* Task brief
Whichever lines include the word "Mutex", copy them as they appear in the data.

======== Exercise data ========

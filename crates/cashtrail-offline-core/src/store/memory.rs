use std::collections::{BTreeMap, HashMap};

use async_trait::async_trait;
use tokio::sync::RwLock;

use super::{CacheStorage, CachedResponse};
use crate::error::CacheError;
use crate::http::{CacheKey, Response};

type Store = HashMap<CacheKey, CachedResponse>;

/// In-process cache storage. Contents are lost when dropped.
#[derive(Debug, Default)]
pub struct MemoryCacheStorage {
    stores: RwLock<BTreeMap<String, Store>>,
}

impl MemoryCacheStorage {
    pub fn new() -> Self {
        Self::default()
    }
}

#[async_trait]
impl CacheStorage for MemoryCacheStorage {
    async fn keys(&self) -> Result<Vec<String>, CacheError> {
        Ok(self.stores.read().await.keys().cloned().collect())
    }

    async fn match_in(&self, name: &str, key: &CacheKey) -> Result<Option<CachedResponse>, CacheError> {
        let stores = self.stores.read().await;
        Ok(stores.get(name).and_then(|store| store.get(key)).cloned())
    }

    async fn put(&self, name: &str, key: CacheKey, response: Response) -> Result<(), CacheError> {
        let mut stores = self.stores.write().await;
        stores
            .entry(name.to_string())
            .or_default()
            .insert(key, CachedResponse::new(response));
        Ok(())
    }

    async fn put_all(&self, name: &str, entries: Vec<(CacheKey, Response)>) -> Result<(), CacheError> {
        // Single write lock: readers see all of the batch or none of it
        let mut stores = self.stores.write().await;
        let store = stores.entry(name.to_string()).or_default();
        for (key, response) in entries {
            store.insert(key, CachedResponse::new(response));
        }
        Ok(())
    }

    async fn delete(&self, name: &str) -> Result<bool, CacheError> {
        Ok(self.stores.write().await.remove(name).is_some())
    }

    async fn entries(&self, name: &str) -> Result<Vec<(CacheKey, CachedResponse)>, CacheError> {
        let stores = self.stores.read().await;
        let mut entries: Vec<_> = stores
            .get(name)
            .map(|store| store.iter().map(|(k, v)| (k.clone(), v.clone())).collect())
            .unwrap_or_default();
        entries.sort_by(|a, b| a.0.cmp(&b.0));
        Ok(entries)
    }
}
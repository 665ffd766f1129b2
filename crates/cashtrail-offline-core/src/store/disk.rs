use std::collections::BTreeMap;
use std::path::{Path, PathBuf};

use async_trait::async_trait;
use serde::{Deserialize, Serialize};
use tokio::fs;
use tokio::sync::Mutex;
use tracing::{debug, warn};

use super::{CacheStorage, CachedResponse};
use crate::error::CacheError;
use crate::http::{CacheKey, Response};

/// Extension of store files inside the cache directory
const STORE_EXTENSION: &str = "json";

#[derive(Debug, Default, Serialize, Deserialize)]
struct StoreFile {
    name: String,
    entries: BTreeMap<CacheKey, CachedResponse>,
}

/// Cache storage persisted as one JSON file per named store.
///
/// The store name is recoverable from the file name alone, so stores whose
/// contents no longer parse can still be listed and deleted. Files are
/// replaced through a rename so a crash mid-write leaves the previous
/// contents intact.
pub struct DiskCacheStorage {
    cache_dir: PathBuf,
    // Serializes read-modify-write cycles on the store files
    lock: Mutex<()>,
}

/// Encode a store name as a file stem. ASCII letters, digits, `-` and `.`
/// are kept; every other byte becomes `_XX` (hex), so the mapping is
/// reversible and distinct names never share a file.
fn encode_name(name: &str) -> String {
    let mut stem = String::with_capacity(name.len());
    for byte in name.bytes() {
        if byte.is_ascii_alphanumeric() || byte == b'-' || byte == b'.' {
            stem.push(byte as char);
        } else {
            stem.push_str(&format!("_{:02x}", byte));
        }
    }
    stem
}

fn decode_name(stem: &str) -> Option<String> {
    let bytes = stem.as_bytes();
    let mut name = Vec::with_capacity(bytes.len());
    let mut i = 0;
    while i < bytes.len() {
        if bytes[i] == b'_' {
            let hex = stem.get(i + 1..i + 3)?;
            name.push(u8::from_str_radix(hex, 16).ok()?);
            i += 3;
        } else {
            name.push(bytes[i]);
            i += 1;
        }
    }
    String::from_utf8(name).ok()
}

impl DiskCacheStorage {
    pub fn new(cache_dir: PathBuf) -> Result<Self, CacheError> {
        std::fs::create_dir_all(&cache_dir)?;
        Ok(Self {
            cache_dir,
            lock: Mutex::new(()),
        })
    }

    pub fn cache_dir(&self) -> &Path {
        &self.cache_dir
    }

    fn store_path(&self, name: &str) -> PathBuf {
        self.cache_dir
            .join(format!("{}.{}", encode_name(name), STORE_EXTENSION))
    }

    async fn load(&self, name: &str) -> Result<Option<StoreFile>, CacheError> {
        let path = self.store_path(name);
        let contents = match fs::read_to_string(&path).await {
            Ok(contents) => contents,
            Err(e) if e.kind() == std::io::ErrorKind::NotFound => return Ok(None),
            Err(e) => return Err(e.into()),
        };
        let file: StoreFile = serde_json::from_str(&contents)?;
        if file.name != name {
            return Err(CacheError::Corrupt(format!(
                "{} holds store '{}', expected '{}'",
                path.display(),
                file.name,
                name
            )));
        }
        Ok(Some(file))
    }

    async fn save(&self, file: &StoreFile) -> Result<(), CacheError> {
        let path = self.store_path(&file.name);
        let tmp = path.with_extension("tmp");
        let contents = serde_json::to_string(file)?;
        fs::write(&tmp, contents).await?;
        fs::rename(&tmp, &path).await?;
        debug!(cache = %file.name, entries = file.entries.len(), "Saved cache store");
        Ok(())
    }

    async fn upsert(&self, name: &str, entries: Vec<(CacheKey, Response)>) -> Result<(), CacheError> {
        let existing = match self.load(name).await {
            Ok(file) => file,
            Err(CacheError::Io(e)) => return Err(CacheError::Io(e)),
            Err(e) => {
                // Unreadable contents would otherwise block every later write
                warn!(cache = %name, error = %e, "Discarding corrupt cache store");
                None
            }
        };
        let mut file = existing.unwrap_or_else(|| StoreFile {
            name: name.to_string(),
            entries: BTreeMap::new(),
        });
        for (key, response) in entries {
            file.entries.insert(key, CachedResponse::new(response));
        }
        self.save(&file).await
    }
}

#[async_trait]
impl CacheStorage for DiskCacheStorage {
    async fn keys(&self) -> Result<Vec<String>, CacheError> {
        let _guard = self.lock.lock().await;
        let mut names = Vec::new();
        let mut dir = fs::read_dir(&self.cache_dir).await?;
        while let Some(entry) = dir.next_entry().await? {
            let path = entry.path();
            if path.extension().and_then(|e| e.to_str()) != Some(STORE_EXTENSION) {
                continue;
            }
            let Some(stem) = path.file_stem().and_then(|s| s.to_str()) else {
                continue;
            };
            match decode_name(stem) {
                Some(name) => names.push(name),
                None => debug!(path = %path.display(), "Skipping file with foreign name"),
            }
        }
        names.sort();
        Ok(names)
    }

    async fn match_in(&self, name: &str, key: &CacheKey) -> Result<Option<CachedResponse>, CacheError> {
        let _guard = self.lock.lock().await;
        Ok(self.load(name).await?.and_then(|mut file| file.entries.remove(key)))
    }

    async fn put(&self, name: &str, key: CacheKey, response: Response) -> Result<(), CacheError> {
        let _guard = self.lock.lock().await;
        self.upsert(name, vec![(key, response)]).await
    }

    async fn put_all(&self, name: &str, entries: Vec<(CacheKey, Response)>) -> Result<(), CacheError> {
        let _guard = self.lock.lock().await;
        self.upsert(name, entries).await
    }

    /// Removes the store file without reading it, so corrupt stores go too.
    async fn delete(&self, name: &str) -> Result<bool, CacheError> {
        let _guard = self.lock.lock().await;
        match fs::remove_file(self.store_path(name)).await {
            Ok(()) => Ok(true),
            Err(e) if e.kind() == std::io::ErrorKind::NotFound => Ok(false),
            Err(e) => Err(e.into()),
        }
    }

    async fn entries(&self, name: &str) -> Result<Vec<(CacheKey, CachedResponse)>, CacheError> {
        let _guard = self.lock.lock().await;
        Ok(self
            .load(name)
            .await?
            .map(|file| file.entries.into_iter().collect())
            .unwrap_or_default())
    }
}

========

* Written reply
use tokio::sync::Mutex;
    lock: Mutex<()>,
            lock: Mutex::new(()),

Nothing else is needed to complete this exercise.